Nota del editor:
Andrea, aficionado al aeromodelismo, se fue familiarizando con los láseres hasta convertirse en un experto en grabado láser. Su trayectoria refleja la evolución desde las primeras máquinas láser hasta encontrar la ideal, con AtomStack como pieza clave en sus aventuras con el láser.
El comienzo
Mi historia con los láseres nació literalmente por diversión; soy un entusiasta del aeromodelismo dinámico, he participado en varias competiciones de acrobacia aérea y he diseñado y construido cada avión a mano.


Por lo tanto, decidí adquirir mi primer láser (Aufero Laser 2 con módulo de 5 vatios) para lograr mayor precisión en la construcción y repetibilidad de los componentes.
Desde el primer momento en que lo encendí supe que me iba a divertir mucho.
Nunca volví a construir un avión... ¡pero sí un sinfín de otras cosas!
Primeras creaciones láser
Comencé con objetos pequeños y sencillos (llaveros, imanes pequeños), incluso llegué a vender algunos a empresas de mi ciudad.



Luego tuve un módulo láser Ortur Laser Master 2 de 5 vatios y después lo actualicé al modelo de 10 vatios, el Ortur Laser Master 3, con el que descubrí el mundo del grabado: sobre azulejos, lienzos, piedra, vidrio, cuero, todo tipo de madera… ¡sobre cualquier superficie que se me presentara!
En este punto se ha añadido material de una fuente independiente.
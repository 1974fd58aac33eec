//! Server configuration, read once from the environment at startup

use std::net::SocketAddr;
use std::path::PathBuf;

use thiserror::Error;

pub const DEFAULT_BIND_ADDR: &str = "0.0.0.0:5000";
pub const DEFAULT_DATA_DIR: &str = ".todo-data";
pub const DEFAULT_JWT_SECRET: &str = "dev-jwt-secret-change-me";
pub const DEFAULT_TOKEN_TTL_SECONDS: i64 = 60 * 60 * 8;

#[derive(Debug, Error)]
pub enum ConfigError {
    #[error("invalid {name} '{value}': {reason}")]
    Invalid {
        name: &'static str,
        value: String,
        reason: String,
    },
}

#[derive(Debug, Clone)]
pub struct ServerConfig {
    pub bind_addr: SocketAddr,
    pub data_dir: PathBuf,
    pub jwt_secret: String,
    pub token_ttl_seconds: i64,
    pub cors_permissive: bool,
}

impl ServerConfig {
    pub fn from_env() -> Result<Self, ConfigError> {
        Self::from_lookup(|name| std::env::var(name).ok())
    }

    /// Build from any variable source; unset or blank values take defaults
    pub fn from_lookup(lookup: impl Fn(&str) -> Option<String>) -> Result<Self, ConfigError> {
        let get = |name: &str| {
            lookup(name)
                .map(|raw| raw.trim().to_string())
                .filter(|raw| !raw.is_empty())
        };

        let bind_raw = get("TODO_BIND_ADDR").unwrap_or_else(|| DEFAULT_BIND_ADDR.to_string());
        let bind_addr = bind_raw
            .parse::<SocketAddr>()
            .map_err(|err| ConfigError::Invalid {
                name: "TODO_BIND_ADDR",
                value: bind_raw.clone(),
                reason: err.to_string(),
            })?;

        let token_ttl_seconds = match get("TODO_TOKEN_TTL_SECONDS") {
            Some(raw) => raw
                .parse::<i64>()
                .ok()
                .filter(|ttl| *ttl > 0)
                .ok_or_else(|| ConfigError::Invalid {
                    name: "TODO_TOKEN_TTL_SECONDS",
                    value: raw.clone(),
                    reason: "expected a positive number of seconds".to_string(),
                })?,
            None => DEFAULT_TOKEN_TTL_SECONDS,
        };

        Ok(Self {
            bind_addr,
            data_dir: get("TODO_DATA_DIR")
                .map(PathBuf::from)
                .unwrap_or_else(|| PathBuf::from(DEFAULT_DATA_DIR)),
            jwt_secret: get("TODO_JWT_SECRET").unwrap_or_else(|| DEFAULT_JWT_SECRET.to_string()),
            token_ttl_seconds,
            cors_permissive: flag(get("TODO_CORS_PERMISSIVE").as_deref(), true),
        })
    }

    /// Defaults rooted at `data_dir`, bound to an ephemeral local port
    #[cfg(test)]
    pub fn for_data_dir(data_dir: impl Into<PathBuf>) -> Self {
        Self {
            bind_addr: SocketAddr::from(([127, 0, 0, 1], 0)),
            data_dir: data_dir.into(),
            jwt_secret: DEFAULT_JWT_SECRET.to_string(),
            token_ttl_seconds: DEFAULT_TOKEN_TTL_SECONDS,
            cors_permissive: true,
        }
    }

    pub fn todos_path(&self) -> PathBuf {
        self.data_dir.join("todos.json")
    }

    pub fn auth_dir(&self) -> PathBuf {
        self.data_dir.join("auth")
    }
}

fn flag(raw: Option<&str>, default: bool) -> bool {
    match raw {
        Some(raw) => match raw.to_ascii_lowercase().as_str() {
            "1" | "true" | "yes" | "on" => true,
            "0" | "false" | "no" | "off" => false,
            _ => default,
        },
        None => default,
    }
}

#[cfg(test)]
mod tests {
    use std::collections::HashMap;

    use super::*;

    fn config_from(vars: &[(&str, &str)]) -> Result<ServerConfig, ConfigError> {
        let vars: HashMap<String, String> = vars
            .iter()
            .map(|(k, v)| (k.to_string(), v.to_string()))
            .collect();
        ServerConfig::from_lookup(|name| vars.get(name).cloned())
    }

    #[test]
    fn defaults_apply_when_unset() {
        let config = config_from(&[]).unwrap();
        assert_eq!(config.bind_addr.port(), 5000);
        assert_eq!(config.data_dir, PathBuf::from(DEFAULT_DATA_DIR));
        assert_eq!(config.token_ttl_seconds, DEFAULT_TOKEN_TTL_SECONDS);
        assert!(config.cors_permissive);
        assert_eq!(config.auth_dir(), PathBuf::from(".todo-data/auth"));
    }

    #[test]
    fn values_are_parsed() {
        let config = config_from(&[
            ("TODO_BIND_ADDR", "127.0.0.1:8088"),
            ("TODO_DATA_DIR", "/tmp/todo"),
            ("TODO_TOKEN_TTL_SECONDS", "60"),
            ("TODO_CORS_PERMISSIVE", "off"),
        ])
        .unwrap();
        assert_eq!(config.bind_addr.port(), 8088);
        assert_eq!(config.todos_path(), PathBuf::from("/tmp/todo/todos.json"));
        assert_eq!(config.token_ttl_seconds, 60);
        assert!(!config.cors_permissive);
    }

    #[test]
    fn invalid_values_are_rejected() {
        assert!(config_from(&[("TODO_BIND_ADDR", "nowhere")]).is_err());
        assert!(config_from(&[("TODO_TOKEN_TTL_SECONDS", "-5")]).is_err());
        // Unknown flag spellings keep the default
        assert!(config_from(&[("TODO_CORS_PERMISSIVE", "maybe")])
            .unwrap()
            .cors_permissive);
    }
}
//! Todo list module
//!
//! A list is a named collection of top-level tasks owned by a user.

mod model;

pub use model::*;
Empecé a recibir los primeros encargos para grabar fotografías y a cosechar los primeros éxitos.


La búsqueda de velocidad y precisión
Desde ese momento siempre he buscado un láser que me permita grabar cada vez mejor y, si es posible, aún más rápido.
Tras adquirir un par de láseres insatisfactorios, compré mi primer Atomastack: Creador de Atomstack A10 V2 10-12 W, barato pero con un enorme potencialSu estructura robusta y bien construida, el eje Z manual de serie, el eje X lineal y el tamaño del foco de 0,06 x 0,06 mm, me dejaron muy satisfecho. El único defecto era su lentitud al grabar.


La combinación perfecta: AtomStack A12 Pro
Y entonces llegó él, el que más amo. ATOMSTACK A12 pro¡¡Una bomba!!
La capacidad de corte es sin duda superior a la de mis láseres anteriores de 10 vatios, y es tan rápida y precisa como nunca antes había visto. Por este motivo, tuve varias conversaciones en diferentes grupos y foros, ya que varios expertos no creían en mis datos ni en mis pruebas. Ha demostrado ser excepcional con cualquier material, como papel, azulejos, plásticos, etc.


Debo reconocer el excelente servicio postventa de Atomstack, que vale tanto como el propio láser.Tuve un fallo técnico (algo que siempre puede ocurrir) y conté con todo el soporte técnico del grupo oficial de Facebook, así como con apoyo material para la sustitución de varios componentes hasta que el problema quedó definitivamente resuelto.
Estoy seguro de que el próximo será Atomstack ¡¡de nuevo!!